### Brief:
With "return" as the search word, show every line of the material that has it.

### Data:
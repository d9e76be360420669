//! A* planner implementation.

use std::collections::{BinaryHeap, HashMap};

use log::{debug, trace};

use crate::core::PixelCoord;
use crate::grid::NavigabilityGrid;

use super::types::{AStarNode, PathResult, SearchBudget, SearchOutcome, step_cost};

/// Neighbor offsets: 4 orthogonal, then 4 diagonal.
const NEIGHBORS_8: [(isize, isize); 8] = [
    (-1, 0),
    (1, 0),
    (0, -1),
    (0, 1),
    (-1, -1),
    (-1, 1),
    (1, -1),
    (1, 1),
];

/// A* pathfinder over a navigability grid
pub struct AStarPlanner<'a> {
    grid: &'a NavigabilityGrid,
    budget: SearchBudget,
}

impl<'a> AStarPlanner<'a> {
    /// Create a new A* planner
    pub fn new(grid: &'a NavigabilityGrid, budget: SearchBudget) -> Self {
        Self { grid, budget }
    }

    /// Create a planner without search limits
    pub fn unbounded(grid: &'a NavigabilityGrid) -> Self {
        Self::new(grid, SearchBudget::unbounded())
    }

    /// Find a path from start to goal.
    ///
    /// Only cells stepped onto must be traversable; the start cell is taken
    /// as given.
    pub fn find_path(&self, start: PixelCoord, goal: PixelCoord) -> PathResult {
        trace!(
            "[AStar] find_path: start=({},{}) goal=({},{})",
            start.row, start.col, goal.row, goal.col
        );

        if !self.grid.in_bounds(start) || !self.grid.in_bounds(goal) {
            debug!("[AStar] FAILED: start or goal outside grid");
            return PathResult::failed(SearchOutcome::NoPath, 0);
        }

        let (height, width) = (self.grid.height(), self.grid.width());
        let mut open_set = BinaryHeap::new();
        let mut came_from: HashMap<PixelCoord, PixelCoord> = HashMap::new();
        let mut g_scores: HashMap<PixelCoord, f64> = HashMap::new();

        open_set.push(AStarNode {
            coord: start,
            g_cost: 0.0,
            f_cost: heuristic(start, goal),
        });
        g_scores.insert(start, 0.0);

        let mut nodes_expanded = 0;

        while let Some(current) = open_set.pop() {
            // Goal reached
            if current.coord == goal {
                debug!(
                    "[AStar] path found: cost={:.2}, {} nodes expanded",
                    current.g_cost, nodes_expanded
                );
                return reconstruct_path(&came_from, goal, current.g_cost, nodes_expanded);
            }

            // Stale heap entry: a cheaper route to this cell was pushed later
            let best_g = g_scores.get(&current.coord).copied().unwrap_or(f64::INFINITY);
            if current.g_cost > best_g {
                continue;
            }

            nodes_expanded += 1;
            if self.budget.exhausted(nodes_expanded) {
                debug!(
                    "[AStar] FAILED: budget exhausted after {} nodes",
                    nodes_expanded
                );
                return PathResult::failed(SearchOutcome::BudgetExhausted, nodes_expanded);
            }

            for &(dr, dc) in &NEIGHBORS_8 {
                let Some(neighbor) = current.coord.offset(dr, dc, height, width) else {
                    continue;
                };
                if !self.grid.is_traversable(neighbor) {
                    continue;
                }

                let tentative_g = current.g_cost + step_cost(current.coord, neighbor);
                let neighbor_g = g_scores.get(&neighbor).copied().unwrap_or(f64::INFINITY);
                if tentative_g < neighbor_g {
                    came_from.insert(neighbor, current.coord);
                    g_scores.insert(neighbor, tentative_g);
                    open_set.push(AStarNode {
                        coord: neighbor,
                        g_cost: tentative_g,
                        f_cost: tentative_g + heuristic(neighbor, goal),
                    });
                }
            }
        }

        debug!(
            "[AStar] FAILED: NoPath after expanding {} nodes",
            nodes_expanded
        );
        PathResult::failed(SearchOutcome::NoPath, nodes_expanded)
    }
}

/// Manhattan distance between two cells
#[inline]
fn heuristic(from: PixelCoord, to: PixelCoord) -> f64 {
    from.manhattan_distance(&to) as f64
}

/// Walk `came_from` back from the goal and return the path start → goal.
fn reconstruct_path(
    came_from: &HashMap<PixelCoord, PixelCoord>,
    goal: PixelCoord,
    cost: f64,
    nodes_expanded: usize,
) -> PathResult {
    let mut cells = vec![goal];
    let mut current = goal;
    while let Some(&prev) = came_from.get(&current) {
        cells.push(prev);
        current = prev;
    }
    cells.reverse();

    PathResult {
        cells,
        outcome: SearchOutcome::Found,
        cost,
        nodes_expanded,
    }
}

#[cfg(test)]
mod tests {
    use super::*;
    use crate::grid::AffineTransform;

    fn open_grid(size: usize) -> NavigabilityGrid {
        let t = AffineTransform::pixel_space(size, size).unwrap();
        NavigabilityGrid::from_cells(vec![1; size * size], t.into()).unwrap()
    }

    #[test]
    fn test_expansion_cap_degrades() {
        let grid = open_grid(50);
        let planner = AStarPlanner::new(&grid, SearchBudget::unbounded().with_max_expansions(5));
        let result = planner.find_path(PixelCoord::new(0, 0), PixelCoord::new(49, 10));

        assert_eq!(result.outcome, SearchOutcome::BudgetExhausted);
        assert!(result.cells.is_empty());
        assert_eq!(result.nodes_expanded, 6);
    }

    #[test]
    fn test_generous_budget_matches_unbounded() {
        let grid = open_grid(30);
        let (start, goal) = (PixelCoord::new(3, 4), PixelCoord::new(25, 11));

        let unbounded = AStarPlanner::unbounded(&grid).find_path(start, goal);
        let budget = SearchBudget::unbounded()
            .with_max_expansions(unbounded.nodes_expanded)
            .with_timeout(std::time::Duration::from_secs(60));
        let bounded = AStarPlanner::new(&grid, budget).find_path(start, goal);

        assert_eq!(bounded.outcome, SearchOutcome::Found);
        assert_eq!(bounded.cells, unbounded.cells);
    }

    #[test]
    fn test_expired_deadline() {
        let grid = open_grid(10);
        let budget = SearchBudget::unbounded().with_timeout(std::time::Duration::ZERO);
        let result = AStarPlanner::new(&grid, budget).find_path(PixelCoord::new(0, 0), PixelCoord::new(9, 9));
        assert_eq!(result.outcome, SearchOutcome::BudgetExhausted);
    }

    #[test]
    fn test_every_step_is_adjacent() {
        let grid = open_grid(20);
        let result = AStarPlanner::unbounded(&grid).find_path(PixelCoord::new(19, 0), PixelCoord::new(2, 17));
        for w in result.cells.windows(2) {
            assert!(w[0].is_adjacent(&w[1]));
        }
    }
}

### Exercise response:
            return PathResult::failed(SearchOutcome::NoPath, 0);
                return reconstruct_path(&came_from, goal, current.g_cost, nodes_expanded);
                return PathResult::failed(SearchOutcome::BudgetExhausted, nodes_expanded);
/// Walk `came_from` back from the goal and return the path start → goal.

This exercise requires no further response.